При этом великий художник Диего Родригес де Сильва Веласкес не преминул запечатлеть на этом полотне и самого себя, пишущего королевскую чету.

Он стоял у холста с палитрой в руке, с кистью в другой — очень красивый, в мушкетерском плаще с крестом, с вдохновенным лицом, обрамленным бородой и усами, волною темных волос, ниспадающих к плечам.

Это был, говорят, единственный автопортрет великого живописца.

Может быть, он предчувствовал, что жить ему на свете осталось недолго — всего лишь год, — и он хотел сам распорядиться тем, каким запечатлится в памяти потомков.

Но повторю: даже он, мастер, оставался в стороне, в сумраке, а в центре его полотна была девочка с голубыми глазами и ангельски-светлыми волосами, инфанта Маргарита.

Вокруг нее хлопотали придворные девушки, фрейлины, менины, давшие название всей картине. Ее старалась рассмешить карлица Барбола, грузная, с обрюзгшим лицом пожилой дауняшки, похлопывающая в ладоши.
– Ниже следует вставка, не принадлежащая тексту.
//! Drawing command implementation

use crate::cli::{DrawingArgs, DrawingOptions};
use crate::config_loader::AppContext;
use crate::output::OutputWriter;
use crate::output_types::{DrawingFailure, DrawingFile, DrawingOutput};
use crate::progress::create_spinner;
use anyhow::{Context, Result};
use geruest_core::models::{DrawingKind, DrawingRequest, ManualHeights};
use std::path::{Path, PathBuf};

pub async fn execute(args: DrawingArgs, ctx: &AppContext, output: &OutputWriter) -> Result<()> {
    let address = args.address.trim().to_string();
    let template = request_template(
        DrawingRequest::for_address(args.kind.unwrap_or(DrawingKind::CrossSection), &address),
        &args.options,
        args.heights.manual(),
    );
    let drawings = ctx.drawings();

    let pb = (!output.is_json()).then(|| create_spinner("Zeichnungen erzeugen..."));
    let results = match args.kind {
        Some(kind) => vec![(kind, drawings.drawing(&template, args.refresh).await)],
        None => drawings.all_kinds(&template, args.refresh).await,
    };
    if let Some(pb) = pb {
        pb.finish_and_clear();
    }

    // A single drawing without a target directory goes to stdout
    let to_stdout = args.kind.is_some() && args.output.is_none() && !output.is_json();
    let out_dir = args.output.clone().unwrap_or_else(|| PathBuf::from("."));

    let mut files = Vec::new();
    let mut failed = Vec::new();
    let mut first_error = None;

    for (kind, result) in results {
        match result {
            Ok(svg) if to_stdout => {
                println!("{}", svg);
                files.push(DrawingFile { kind: kind.to_string(), path: None, bytes: svg.len() });
            }
            Ok(svg) => {
                let path = write_svg(&out_dir, kind, &svg)?;
                output.success(format!("{} → {}", kind, path.display()));
                files.push(DrawingFile {
                    kind: kind.to_string(),
                    path: Some(path.display().to_string()),
                    bytes: svg.len(),
                });
            }
            Err(e) => {
                output.warning(format!("{}: {}", kind, e.user_message()));
                failed.push(DrawingFailure { kind: kind.to_string(), message: e.user_message() });
                first_error.get_or_insert(e);
            }
        }
    }

    if files.is_empty() {
        if let Some(e) = first_error {
            return Err(e.into());
        }
    }

    output.result(DrawingOutput { address, drawings: files, failed, cache: ctx.cache.stats() })
}

/// Apply size and layout flags to a drawing request
pub(crate) fn request_template(
    request: DrawingRequest,
    options: &DrawingOptions,
    manual: Option<ManualHeights>,
) -> DrawingRequest {
    request
        .with_size(options.width, options.height)
        .with_manual_heights(manual.unwrap_or_default())
        .with_professional(options.professional)
        .with_high_fidelity(options.high_fidelity)
}

/// Write `<dir>/<kind>.svg`
pub(crate) fn write_svg(dir: &Path, kind: DrawingKind, svg: &str) -> Result<PathBuf> {
    let path = dir.join(format!("{}.svg", kind.path_segment()));
    std::fs::write(&path, svg).with_context(|| format!("Failed to write {}", path.display()))?;
    Ok(path)
}
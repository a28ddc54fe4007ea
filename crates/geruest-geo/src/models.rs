use geo::algorithm::area::Area;
use geo::algorithm::centroid::Centroid;
use geo::algorithm::orient::{Direction, Orient};
use geo::{Coord, LineString, Polygon};
use geojson::{Feature, JsonObject, JsonValue};
use geruest_core::error::{GeruestError, Result};

/// Closed building footprint in planar coordinates (LV95 east/north, metres).
///
/// The exterior ring is always counter-clockwise. Holes are not modelled.
#[derive(Debug, Clone, PartialEq)]
pub struct Footprint {
    polygon: Polygon<f64>,
}

impl Footprint {
    /// Build a footprint from raw vertices.
    ///
    /// A repeated closing vertex is accepted and dropped. Consecutive duplicates are removed.
    pub fn from_vertices(vertices: &[[f64; 2]]) -> Result<Self> {
        if let Some(bad) = vertices.iter().position(|v| !v[0].is_finite() || !v[1].is_finite()) {
            return Err(GeruestError::InvalidGeometry {
                reason: format!("vertex {} has non-finite coordinates", bad),
            });
        }

        let mut coords: Vec<Coord<f64>> = Vec::with_capacity(vertices.len());
        for v in vertices {
            let c = Coord { x: v[0], y: v[1] };
            if coords.last() != Some(&c) {
                coords.push(c);
            }
        }
        if coords.len() > 1 && coords.first() == coords.last() {
            coords.pop();
        }

        if coords.len() < 3 {
            return Err(GeruestError::InvalidGeometry {
                reason: format!("a footprint needs at least 3 distinct vertices, found {}", coords.len()),
            });
        }

        let polygon = Polygon::new(LineString::new(coords), vec![]);
        if polygon.unsigned_area() == 0.0 {
            return Err(GeruestError::InvalidGeometry {
                reason: "footprint has zero area".to_string(),
            });
        }

        Ok(Self { polygon: polygon.orient(Direction::Default) })
    }

    pub fn polygon(&self) -> &Polygon<f64> {
        &self.polygon
    }

    /// Ring vertices in counter-clockwise order, without the closing vertex
    pub fn vertices(&self) -> Vec<[f64; 2]> {
        let ring = &self.polygon.exterior().0;
        let open = ring.len().saturating_sub(1);
        ring[..open].iter().map(|c| [c.x, c.y]).collect()
    }

    pub fn area(&self) -> f64 {
        self.polygon.unsigned_area()
    }

    pub fn centroid(&self) -> Option<[f64; 2]> {
        self.polygon.centroid().map(|p| [p.x(), p.y()])
    }

    /// GeoJSON feature with the given properties, coordinates left in LV95
    pub fn to_geojson_feature(&self, properties: JsonObject) -> Feature {
        let mut ring: Vec<Vec<f64>> = self.vertices().into_iter().map(|v| v.to_vec()).collect();
        if let Some(first) = ring.first().cloned() {
            ring.push(first);
        }

        Feature {
            bbox: None,
            geometry: Some(geojson::Geometry::new(geojson::Value::Polygon(vec![ring]))),
            id: None,
            properties: Some(properties),
            foreign_members: None,
        }
    }
}

/// Convenience for building GeoJSON property maps
pub fn property(properties: &mut JsonObject, key: &str, value: impl Into<JsonValue>) {
    properties.insert(key.to_string(), value.into());
}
И еще на переднем крае картины, у самой рамы, возлежала большая собака, напомнившая мне черно-желтую овчарку Люси, Люську, которая в моем раннем детстве катала меня на санках по снегу, вдруг выпавшему в Одессе, а после погибла под колесами автомобиля; след которой обнаружился в архивном доносе осведомителя; а сама она потом появилась на видимой стороне Луны… Очень похожая собака.

Я много чего слыхал и читал о картине Веласкеса «Менины», прежде чем увидел ее своими глазами.

Сведущие люди уверяли, что эта картина впервые в истории искусства показала королевский двор не в чинном параде торжественного церемониала, а в будничной обстановке, когда их величества выкроили часок, чтобы позировать придворному художнику, но занятие это настолько утомительно и тягостно, что пришлось позвать шутов и карлиц, придворных фрейлин, услужливого гофмаршала, чтобы развеять скуку.

Сведущие люди при этом намекали, что и сам-де великий художник здесь выглядит лишь одним из шутов.

И что даже инфанта Маргарита, принцесса, тут всего лишь игрушка, кукла, призванная забавлять своей детской непосредственностью их величеств, короля с королевой…

Обо всём этом я много раз читал и слышал.

Но сейчас, в этот миг, когда мне выпала удача впервые в жизни заступить порог музея Прадо и увидеть воочию картину Веласкеса «Менины», мне — скажу откровенно, — было в высшей степени начхать на эти суждения и намеки.

Я видел лишь одно.

Что иногда, хотя и очень редко, в жизни всё кончается счастливо.

Что эта испанская девочка с ангельски-светлыми волосами сумела пройти сквозь все невзгоды: потеряться в смертельной круговерти войны, пережить обстрелы, бомбежки, лихорадку эвакуаций, бесприютность, сиротство, голод, безразличие, отчужденность, — и опять найтись, будто заново родившись на свет.

Теперь она была у себя дома, у отца с матерью, в родных стенах, среди родных и близких людей.

Ласковая фрейлина Агостина протягивала ей стакан воды: мол, выпей, малютка, успокойся, теперь всё будет хорошо.

Грузная карлица Барбола хлопала в ладоши, пританцовывая, чтоб рассмешить ее.

А собака Люська, зевнув умиротворенно, легла к ее ногам.